Ex-associé de Teodorin Obiang dans une entreprise de construction, Roberto Berardi a été emprisonné et torturé en Guinée Équatoriale. Officiellement pour « malversations », mais selon lui,  parce qu’il envisageait de témoigner contre Teodorin Obiang,  poursuivi aux États-Unis dans l’affaire des biens mal-acquis. Libéré à la faveur d’une mobilisation internationale, il raconte son calvaire et explique les méthodes de détournement et de blanchiment d’argent utilisées par le clan Obiang au pouvoir en Guinée Équatoriale.

teodorin obiang

Teodorin Obiang (source: lemonde.fr)

 

C’est un rescapé de l’enfer carcéral équato-guinéen. Plusieurs mois après sa libération, Roberto Berardi, homme d’affaires italien, ancien proche de Teodorin Obiang le fils du président équato-guinéen, tente de se reconstruire.

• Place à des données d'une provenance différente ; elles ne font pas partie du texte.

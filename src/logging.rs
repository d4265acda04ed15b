use crate::config::AppConfig;
use tracing_appender::non_blocking::WorkerGuard;
use tracing_appender::rolling::RollingFileAppender;
use tracing_subscriber::{EnvFilter, Layer, Registry, fmt, prelude::*};

type BoxedLayer = Box<dyn Layer<Registry> + Send + Sync>;

/// Where log lines go: (stdout, file). A JSON file log replaces stdout.
fn outputs(config: &AppConfig) -> (bool, bool) {
    let file = config.log_to_file;
    (!(file && config.use_json), file)
}

fn appender(config: &AppConfig) -> RollingFileAppender {
    match config.rotation.as_str() {
        "hourly" => tracing_appender::rolling::hourly(&config.log_dir, &config.log_file),
        "daily" => tracing_appender::rolling::daily(&config.log_dir, &config.log_file),
        _ => tracing_appender::rolling::never(&config.log_dir, &config.log_file),
    }
}

/// Install the global subscriber. Keep the returned guard alive until exit,
/// dropping it flushes the file writer.
pub fn init_logging(config: &AppConfig) -> Option<WorkerGuard> {
    let (to_stdout, to_file) = outputs(config);
    let mut layers: Vec<BoxedLayer> = Vec::new();
    let mut guard = None;

    if to_file {
        let (writer, file_guard) = tracing_appender::non_blocking(appender(config));
        guard = Some(file_guard);
        let layer = fmt::layer().with_writer(writer).with_ansi(false);
        layers.push(if config.use_json {
            layer.json().with_target(true).boxed()
        } else {
            layer.with_target(false).boxed()
        });
    }

    if to_stdout {
        let layer = fmt::layer();
        layers.push(if config.use_json {
            layer.json().with_target(true).boxed()
        } else {
            layer.with_target(false).with_ansi(true).boxed()
        });
    }

    let filter = EnvFilter::try_from_default_env()
        .unwrap_or_else(|_| EnvFilter::new(config.log_level.clone()));

    tracing_subscriber::registry()
        .with(layers)
        .with(filter)
        .init();

    guard
}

Cet homme de 49 ans, au visage émacié et à l’allure soignée, ne veut pas passer l’éponge sur les  violences qu’il a subies à la prison de Bata où il a été détenu pendant 920 jours, dans des conditions particulièrement difficiles. Il veut faire savoir au monde comment le régime Obiang traite ses prisonniers dont près d’une dizaine seront décédés pendant sa propre détention. Son témoignage est d’autant plus important que le pouvoir équato-guinéen a toujours nié torturer ou assassiner des prisonniers, comme le soutiennent de nombreuses organisations de défense des droits de l’homme.

Son témoignage vaut autant dans la sordide affaire des biens mal-acquis qui vise la famille présidentielle de la Guinée Équatoriale. Car si l’on savait que Teodorin, fils fantasque et flambeur du président Obiang Nguema brassait anormalement beaucoup d’argent qu’il planquait dans des paradis fiscaux ou blanchissait dans des propriétés immobilières en occident, ses méthodes de collecte des fonds n’étaient pas toujours clairement cernées. Roberto Berardi raconte que les entrepreneurs étrangers que la manne pétrolière attire à Malabo et ses environs sont systématiquement rackettés et servent de prête-noms, parfois à leur insu à Teodorin Obiang, pour faire sortir l’argent du pays.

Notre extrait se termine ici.